Unlike 99% of Ukrainian IT companies, we do not sell the software solutions of other brands. Instead, we invest, create and develop our own projects. It is because of this approach that we have been successful, and it is because of this that we now have partnerships with global companies including Oracle, Visa, Mastercard, NXP, Infineon, T-Systems, Microsoft, Dermalog and many others.
Millions of Ukrainians have firsthand experience of UNIT’s work through your involvement in the operating system used for the country’s biometric passports. How challenging was it to develop a system that met the necessary international standards?
When we first began in 2004, our original concept was to create identity documents. Because we had already invested in developing and testing this technology over a ten-year period, we found ourselves uniquely placed when the Ukrainian government made the decision to introduce biometric passports. Whereas most countries typically pay licensing fees to foreign suppliers for the relevant operating systems, UNIT’s operating system for biometric passports is a uniquely Ukrainian development.
UNIT has developed universal software and hardware for a number of weapons systems. How do you see these systems contributing to Ukraine’s defense capabilities?

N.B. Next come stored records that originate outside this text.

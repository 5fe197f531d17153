//! Logical-turn combination for display and export
//!
//! Sources that log one entry per API call produce runs of consecutive
//! assistant messages where a reader expects one turn. Consumers that
//! render or export a conversation collapse those runs here; storage
//! never does.

use crate::record::Message;

/// Result of combining: the merged message list plus a map from every
/// original message index to its combined-group index, used to resolve a
/// single-message reference (e.g. a search hit) to its logical turn.
#[derive(Debug, Clone)]
pub struct CombinedMessages {
    pub messages: Vec<Message>,
    pub index_map: Vec<usize>,
}

/// Merge consecutive same-role `user`/`assistant` messages into logical
/// turns. System messages never merge, even with each other.
///
/// Within a group: content joins with a blank-line separator in original
/// order; output tokens and line counts sum; the input/cache context
/// triplet comes from the member with the largest combined context; the
/// timestamp comes from the first member.
pub fn combine_messages(messages: &[Message]) -> CombinedMessages {
    let mut combined: Vec<Message> = Vec::new();
    let mut index_map: Vec<usize> = Vec::with_capacity(messages.len());

    for msg in messages {
        let mergeable = msg.role == "user" || msg.role == "assistant";
        let joins_previous = mergeable
            && combined
                .last()
                .map(|prev| prev.role == msg.role)
                .unwrap_or(false);

        if joins_previous {
            let group = combined.last_mut().expect("joins_previous implies a group");
            if !msg.content.is_empty() {
                if !group.content.is_empty() {
                    group.content.push_str("\n\n");
                }
                group.content.push_str(&msg.content);
            }
            group.output_tokens = sum_opt(group.output_tokens, msg.output_tokens);
            group.lines_added = sum_opt(group.lines_added, msg.lines_added);
            group.lines_removed = sum_opt(group.lines_removed, msg.lines_removed);

            if context_of(msg) > context_of(group) {
                group.input_tokens = msg.input_tokens;
                group.cache_creation_tokens = msg.cache_creation_tokens;
                group.cache_read_tokens = msg.cache_read_tokens;
            }
        } else {
            combined.push(msg.clone());
        }
        index_map.push(combined.len() - 1);
    }

    CombinedMessages {
        messages: combined,
        index_map,
    }
}

fn context_of(msg: &Message) -> u64 {
    msg.input_tokens.unwrap_or(0)
        + msg.cache_creation_tokens.unwrap_or(0)
        + msg.cache_read_tokens.unwrap_or(0)
}

fn sum_opt(a: Option<u64>, b: Option<u64>) -> Option<u64> {
    match (a, b) {
        (None, None) => None,
        _ => Some(a.unwrap_or(0) + b.unwrap_or(0)),
    }
}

Our hardware for armored vehicles will help the new Ukrainian army defend the country more effectively. No one wants war or conflict, which is why at UNIT we believe we need to do our part to ensure that our nation’s soldiers have precise and efficient weaponry in order to ensure peace.
President Zelenskyy has spoken extensively of his desire to create “a country in a smartphone” and to transfer as many government services as possible to the digital sphere. Based on your experience of projects such as the Kyiv City Card, what advice would you offer President Zelenskyy?
With the Kyiv City Card, we have the necessary experience to implement President Zelenskyy’s vision nationwide, using our turnkey solutions. This means making our technology available to every Ukrainian, and not just the residents of Kyiv itself.
UNIT has a long record of innovation in Ukraine. Which sectors of the country’s IT ecosystem currently offer the best opportunities to transform Ukrainian society further and improve quality of life?
E-government is the future for Ukraine. We believe digital identity cards have a huge role to play, and will come to serve as the only official ID documents for all government services. In addition to unique products like our e-ticket purchasing system, the Kyiv City Card, the operating system for biometric passports, and military technologies developed by UNIT, we already have the technology in place for the next wave of services. For example, President Zelenskyy recently spoke about introducing electronic voting in future Ukrainian elections. We already have the technology to implement this system in a secure, safe, and reliable manner. With more than 20 million Ukrainians living outside the country, electronic voting is a good way to reconnect Ukrainians with their homeland while enabling them to participate in the democratic process at the same time.
Another UNIT technology ready for implementation is the electronic excise tax stamp. These stamps, which are used for medicines, alcohol and tobacco (among other items), will give every citizen the ability to operate as a tax collector for the state. Stamps can undergo simple checks to confirm the legitimacy of goods. This innovation could easily result in a significant increase to the state budget each year. Based on current estimates, this could amount to USD 2.7 billion USD, which is six percent of Ukraine’s state budget and two percent of the country’s GDP.
Technologies like these, with the potential to simplify and improve life, are the main source of corporate pride at UNIT and the reason why we believe our team can continue to make a real difference. We may still be the best company you never heard of, but given a little more time, UNIT could yet become a household name.